Well, it’s not that this climate change “skeptic” – not “denier” – refuses to acknowledge climate change.
I simply am unconvinced that the putative change is anthropogenic (rather than naturally occurring). I also doubt that climate change poses the existential threat to humankind that President Obama, billionaire activist Tom Steyer and other global warming zealots want us to believe.
Indeed, as I read the White House transcript of Mr.

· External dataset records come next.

//! Mars Clock
//!
//! Simulated time expressed in sols and millisols. Every duration in the
//! scheduler is a number of millisols consumed from a tick budget.
//!
//! # Example
//!
//! ```
//! use colony_events::MarsClock;
//!
//! let mut clock = MarsClock::new(1, 990.0);
//! clock.advance(25.0);
//! assert_eq!(clock.sol(), 2);
//! assert_eq!(clock.to_string(), "sol_2.msol_015.000");
//! ```

use serde::{Deserialize, Deserializer, Serialize, Serializer};
use std::fmt;
use std::str::FromStr;

/// Number of millisols in one sol.
pub const MILLISOLS_PER_SOL: f64 = 1000.0;

/// A point in simulated Mars time.
///
/// Serializes to strings like "sol_3.msol_421.500".
#[derive(Debug, Clone, Copy, PartialEq, PartialOrd)]
pub struct MarsClock {
    sol: u32,
    millisol: f64,
}

impl MarsClock {
    /// Creates a clock at the given sol and millisol of day.
    ///
    /// Millisols beyond one sol roll over into the following sols.
    pub fn new(sol: u32, millisol: f64) -> Self {
        let mut clock = Self { sol, millisol: 0.0 };
        clock.advance(millisol);
        clock
    }

    /// The first instant of the simulation.
    pub fn start() -> Self {
        Self {
            sol: 1,
            millisol: 0.0,
        }
    }

    /// Advances the clock, handling sol rollover.
    ///
    /// Negative or non-finite amounts are ignored.
    pub fn advance(&mut self, millisols: f64) {
        if !millisols.is_finite() || millisols <= 0.0 {
            return;
        }
        self.millisol += millisols;
        while self.millisol >= MILLISOLS_PER_SOL {
            self.millisol -= MILLISOLS_PER_SOL;
            self.sol += 1;
        }
    }

    pub fn sol(&self) -> u32 {
        self.sol
    }

    pub fn millisol(&self) -> f64 {
        self.millisol
    }

    /// Fraction of the current sol elapsed (0.0 to 1.0).
    pub fn time_of_day(&self) -> f64 {
        self.millisol / MILLISOLS_PER_SOL
    }

    /// Total millisols since sol 0.
    pub fn total_millisols(&self) -> f64 {
        self.sol as f64 * MILLISOLS_PER_SOL + self.millisol
    }

    /// Millisols elapsed from `earlier` to this instant (0 if `earlier` is later).
    pub fn millisols_since(&self, earlier: &MarsClock) -> f64 {
        (self.total_millisols() - earlier.total_millisols()).max(0.0)
    }
}

impl Default for MarsClock {
    fn default() -> Self {
        Self::start()
    }
}

impl fmt::Display for MarsClock {
    fn fmt(&self, f: &mut fmt::Formatter<'_>) -> fmt::Result {
        write!(f, "sol_{}.msol_{:07.3}", self.sol, self.millisol)
    }
}

/// Error type for parsing a MarsClock from strings.
#[derive(Debug, Clone, PartialEq)]
pub enum ParseClockError {
    InvalidFormat(String),
    InvalidSol(String),
    InvalidMillisol(String),
}

impl fmt::Display for ParseClockError {
    fn fmt(&self, f: &mut fmt::Formatter<'_>) -> fmt::Result {
        match self {
            ParseClockError::InvalidFormat(s) => {
                write!(f, "invalid clock format: '{}', expected 'sol_N.msol_M'", s)
            }
            ParseClockError::InvalidSol(s) => write!(f, "invalid sol: '{}'", s),
            ParseClockError::InvalidMillisol(s) => write!(f, "invalid millisol: '{}'", s),
        }
    }
}

impl std::error::Error for ParseClockError {}

impl FromStr for MarsClock {
    type Err = ParseClockError;

    /// Parses a clock from a string like "sol_3.msol_421.500".
    fn from_str(s: &str) -> Result<Self, Self::Err> {
        let (sol_part, msol_part) = s
            .split_once(".msol_")
            .ok_or_else(|| ParseClockError::InvalidFormat(s.to_string()))?;

        let sol = sol_part
            .strip_prefix("sol_")
            .ok_or_else(|| ParseClockError::InvalidFormat(s.to_string()))?
            .parse::<u32>()
            .map_err(|_| ParseClockError::InvalidSol(sol_part.to_string()))?;

        let millisol = msol_part
            .parse::<f64>()
            .map_err(|_| ParseClockError::InvalidMillisol(msol_part.to_string()))?;
        if !(0.0..MILLISOLS_PER_SOL).contains(&millisol) {
            return Err(ParseClockError::InvalidMillisol(msol_part.to_string()));
        }

        Ok(MarsClock { sol, millisol })
    }
}

// Custom serialization for MarsClock - serialize as a string
impl Serialize for MarsClock {
    fn serialize<S>(&self, serializer: S) -> Result<S::Ok, S::Error>
    where
        S: Serializer,
    {
        serializer.serialize_str(&self.to_string())
    }
}

impl<'de> Deserialize<'de> for MarsClock {
    fn deserialize<D>(deserializer: D) -> Result<Self, D::Error>
    where
        D: Deserializer<'de>,
    {
        let s = String::deserialize(deserializer)?;
        s.parse().map_err(serde::de::Error::custom)
    }
}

Obama’s remarks at New London, I was reminded of an observation by Leo Tolstoy.
“I know,” the Russian author wrote in his 1897 treatise, “What is Art?,” “that most men – not only those considered clever, but even those who are very clever, and capable of understanding most difficult scientific, mathematical or philosophical problems – can very seldom discern even the simplest and most obvious truth if it is such as to oblige them to admit the falsity of conclusions they have formed, perhaps with much difficulty – conclusions of which they are proud, which they have taught to others, and on which they have built their lives.”
This phenomenon to which Tolstoy referred is known today as “confirmation bias.” Raymond Nickerson, founding editor of the Journal of Experimental Psychology: Applied, defines it as “the seeking or interpreting of evidence in ways that are partial to existing beliefs, expectations or a hypothesis at hand.”
It’s why global warming adherents insisted that February’s “record-breaking cold across much of the Great Lakes and Northeast,” as the Weather Channel chronicled, was perfectly consistent with climate change science.
It’s why the climate change community has tried to explain away the “pause” in global warming since 1999 – which has occurred despite increasing levels of carbon dioxide in the atmosphere, as the BBC noted and which doesn’t comport with computer models on which climate change theory is based.
And it’s why Mr. Obama insisted this week that climate change is “an immediate threat to our national security,” though neither “the best scientists in the world,” nor “analysts in the intelligence community,” nor our “military leaders,” our “homeland security professionals,” or “our Coast Guard” have produced any evidence that the sky is falling.